The agencies said they recognized that the “use of alternative data may improve the speed and accuracy of credit decisions and may help firms evaluate the creditworthiness of consumers who currently may not obtain credit in the mainstream credit system.”

While regulators repeatedly stressed the importance of following applicable consumer protection laws in the guidance, the document’s tone on the whole seemed open-minded. It will likely be seen by banks and the fintech industry as a green light for certain practices that have been operating in fuzzy legal territory for years, like using artificial intelligence to determine creditworthiness.

“The agencies are aware that the use of certain alternative data may present no greater risks than data traditionally used in the credit evaluation process,” regulators wrote.
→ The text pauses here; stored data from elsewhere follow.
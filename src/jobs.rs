//! Background Jobs
//!
//! Handlers enqueue deliveries here and return immediately; a single worker
//! task performs them. Failures are logged and never reach the requester.

use crate::error::AuthError;
use crate::notifier::{self, Notifier};
use crate::service::AuthService;

use std::sync::Arc;
use tokio::sync::mpsc;
use tokio::task::JoinHandle;

/// Deliveries performed out of band
#[derive(Debug, Clone, PartialEq, Eq)]
pub enum Job {
    SendEmailConfirmation { email: String },
    SendPhoneConfirmation { email: String },
    SendPasswordReset { email: String },
}

impl Job {
    pub fn name(&self) -> &'static str {
        match self {
            Job::SendEmailConfirmation { .. } => "send_email_confirmation",
            Job::SendPhoneConfirmation { .. } => "send_phone_confirmation",
            Job::SendPasswordReset { .. } => "send_password_reset",
        }
    }
}

/// Sending half of the job queue
#[derive(Debug, Clone)]
pub struct JobQueue {
    sender: mpsc::UnboundedSender<Job>,
}

impl JobQueue {
    pub fn new() -> (Self, mpsc::UnboundedReceiver<Job>) {
        let (sender, receiver) = mpsc::unbounded_channel();
        (Self { sender }, receiver)
    }

    /// Queue a job; a stopped worker only costs a log line
    pub fn enqueue(&self, job: Job) {
        let name = job.name();
        if self.sender.send(job).is_err() {
            tracing::error!(job = name, "Job worker is not running, job dropped");
        } else {
            tracing::debug!(job = name, "Job enqueued");
        }
    }
}

/// Performs queued jobs one at a time
pub struct JobWorker {
    auth: Arc<AuthService>,
    notifier: Arc<dyn Notifier>,
}

impl JobWorker {
    pub fn new(auth: Arc<AuthService>, notifier: Arc<dyn Notifier>) -> Self {
        Self { auth, notifier }
    }

    /// Drain the queue until every sender is dropped
    pub async fn run(self, mut receiver: mpsc::UnboundedReceiver<Job>) {
        tracing::info!("Job worker started");

        while let Some(job) = receiver.recv().await {
            if let Err(e) = self.perform(&job).await {
                tracing::error!(job = job.name(), error = %e, "Job failed");
            }
        }

        tracing::info!("Job worker stopped");
    }

    pub fn spawn(self, receiver: mpsc::UnboundedReceiver<Job>) -> JoinHandle<()> {
        tokio::spawn(self.run(receiver))
    }

    pub async fn perform(&self, job: &Job) -> Result<(), AuthError> {
        let public_url = &self.auth.config().public_url;

        match job {
            Job::SendEmailConfirmation { email } => {
                match self.auth.issue_email_confirmation(email).await? {
                    Some((user, token)) => {
                        let link = notifier::email_confirmation_link(public_url, &token);
                        self.notifier.email_confirmation(&user, &link).await?;
                    }
                    None => tracing::debug!("No unconfirmed user for email confirmation"),
                }
            }
            Job::SendPhoneConfirmation { email } => {
                match self.auth.issue_phone_confirmation(email).await? {
                    Some((user, phone, code)) => {
                        self.notifier.phone_code(&user, &phone, &code).await?;
                    }
                    None => tracing::debug!("No user with a phone for phone confirmation"),
                }
            }
            Job::SendPasswordReset { email } => match self.auth.issue_password_reset(email).await? {
                Some((user, token)) => {
                    let link = notifier::password_reset_link(public_url, &token);
                    self.notifier.password_reset(&user, &link).await?;
                }
                None => tracing::debug!("No user for password reset"),
            },
        }

        Ok(())
    }
}

#[cfg(test)]
mod tests {
    use super::*;

    #[tokio::test]
    async fn test_enqueued_jobs_arrive_in_order() {
        let (queue, mut receiver) = JobQueue::new();

        queue.enqueue(Job::SendEmailConfirmation {
            email: "a@example.com".into(),
        });
        queue.enqueue(Job::SendPasswordReset {
            email: "b@example.com".into(),
        });

        assert_eq!(
            receiver.recv().await,
            Some(Job::SendEmailConfirmation {
                email: "a@example.com".into()
            })
        );
        assert_eq!(
            receiver.recv().await.map(|job| job.name()),
            Some("send_password_reset")
        );
    }

    #[tokio::test]
    async fn test_enqueue_without_worker_does_not_panic() {
        let (queue, receiver) = JobQueue::new();
        drop(receiver);

        queue.enqueue(Job::SendPhoneConfirmation {
            email: "c@example.com".into(),
        });
    }
}
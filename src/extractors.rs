//! Request Extractors
//!
//! Axum extractors for the authenticated user and request metadata.

use crate::delivery::{self, ClientKind};
use crate::error::AuthError;
use crate::handlers::AppState;
use crate::models::{AccessTokenClaims, Role, User};
use crate::roles;

use axum::{
    async_trait,
    extract::{FromRequest, FromRequestParts},
    http::request::Parts,
};
use axum_extra::extract::cookie::CookieJar;

/// JSON body; malformed payloads answer with the usual error document
#[derive(Debug, FromRequest)]
#[from_request(via(axum::Json), rejection(AuthError))]
pub struct JsonBody<T>(pub T);

/// Path parameters; unparsable segments answer with the usual error document
#[derive(Debug, FromRequestParts)]
#[from_request(via(axum::extract::Path), rejection(AuthError))]
pub struct PathParam<T>(pub T);

/// The user behind a valid access token, with their roles loaded
#[derive(Debug, Clone)]
pub struct CurrentUser {
    pub user: User,
    pub roles: Vec<Role>,
}

impl CurrentUser {
    pub fn is_admin(&self) -> bool {
        self.roles.contains(&Role::Admin)
    }
}

#[async_trait]
impl FromRequestParts<AppState> for CurrentUser {
    type Rejection = AuthError;

    async fn from_request_parts(
        parts: &mut Parts,
        state: &AppState,
    ) -> Result<Self, Self::Rejection> {
        // Claims are already there when `require_auth` ran
        let claims = match parts.extensions.get::<AccessTokenClaims>() {
            Some(claims) => claims.clone(),
            None => {
                let jar = CookieJar::from_headers(&parts.headers);
                let token =
                    delivery::access_token(&parts.headers, &jar).ok_or(AuthError::MissingToken)?;
                state.auth.validate_access_token(&token)?
            }
        };

        let user = state
            .auth
            .get_user(claims.sub)
            .await?
            .ok_or(AuthError::UnknownUser)?;
        let roles = roles::fetch_roles(state.auth.db(), user.id).await?;

        Ok(CurrentUser { user, roles })
    }
}

/// Client information (IP, user agent, web or mobile)
#[derive(Debug, Clone)]
pub struct ClientInfo {
    pub ip: Option<String>,
    pub user_agent: Option<String>,
    pub kind: ClientKind,
}

impl ClientInfo {
    pub fn from_parts(parts: &Parts) -> Self {
        let ip = parts
            .headers
            .get("X-Forwarded-For")
            .and_then(|h| h.to_str().ok())
            .map(|s| s.split(',').next().unwrap_or(s).trim().to_string())
            .or_else(|| {
                parts
                    .headers
                    .get("X-Real-IP")
                    .and_then(|h| h.to_str().ok())
                    .map(String::from)
            });

        let user_agent = parts
            .headers
            .get("User-Agent")
            .and_then(|h| h.to_str().ok())
            .map(String::from);

        ClientInfo {
            ip,
            user_agent,
            kind: ClientKind::from_headers(&parts.headers),
        }
    }
}

#[async_trait]
impl<S> FromRequestParts<S> for ClientInfo
where
    S: Send + Sync,
{
    type Rejection = std::convert::Infallible;

    async fn from_request_parts(parts: &mut Parts, _state: &S) -> Result<Self, Self::Rejection> {
        Ok(ClientInfo::from_parts(parts))
    }
}

#[cfg(test)]
mod tests {
    use super::*;
    use axum::http::Request;

    fn parts(builder: axum::http::request::Builder) -> Parts {
        builder.body(()).unwrap().into_parts().0
    }

    #[test]
    fn test_client_info_prefers_forwarded_for() {
        let parts = parts(
            Request::builder()
                .header("X-Forwarded-For", "203.0.113.7, 10.0.0.1")
                .header("X-Real-IP", "10.0.0.2")
                .header("User-Agent", "curl/8.0")
                .header("X-Client-Type", "mobile"),
        );

        let info = ClientInfo::from_parts(&parts);
        assert_eq!(info.ip.as_deref(), Some("203.0.113.7"));
        assert_eq!(info.user_agent.as_deref(), Some("curl/8.0"));
        assert_eq!(info.kind, ClientKind::Mobile);
    }

    #[test]
    fn test_client_info_defaults() {
        let request = Request::builder().header("X-Real-IP", "10.0.0.2");
        let info = ClientInfo::from_parts(&parts(request));
        assert_eq!(info.ip.as_deref(), Some("10.0.0.2"));
        assert_eq!(info.user_agent, None);
        assert_eq!(info.kind, ClientKind::Web);
    }

    #[test]
    fn test_admin_check() {
        let mut current = CurrentUser {
            user: crate::models::sample_user(),
            roles: vec![Role::User],
        };
        assert!(!current.is_admin());
        current.roles.push(Role::Admin);
        assert!(current.is_admin());
    }
}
Fintechs have contended for years that relying on traditional underwriting, such as credit reports, leaves many consumers without access to credit. Several firms employ cash-flow data, among other alternative measures, to assess consumers' creditworthiness.

The guidance was jointly released by the Federal Reserve Board, Federal Deposit Insurance Corp., Office of the Comptroller of the Currency, Consumer Financial Protection Bureau and the National Credit Union Administration.

The guidance follows a report released in July by the Government Accountability Office that urged regulators to provide specific guidance on the use of nontraditional data in credit underwriting, saying that the lack of certainty was acting as “a barrier to further financial innovation in expanding access to credit."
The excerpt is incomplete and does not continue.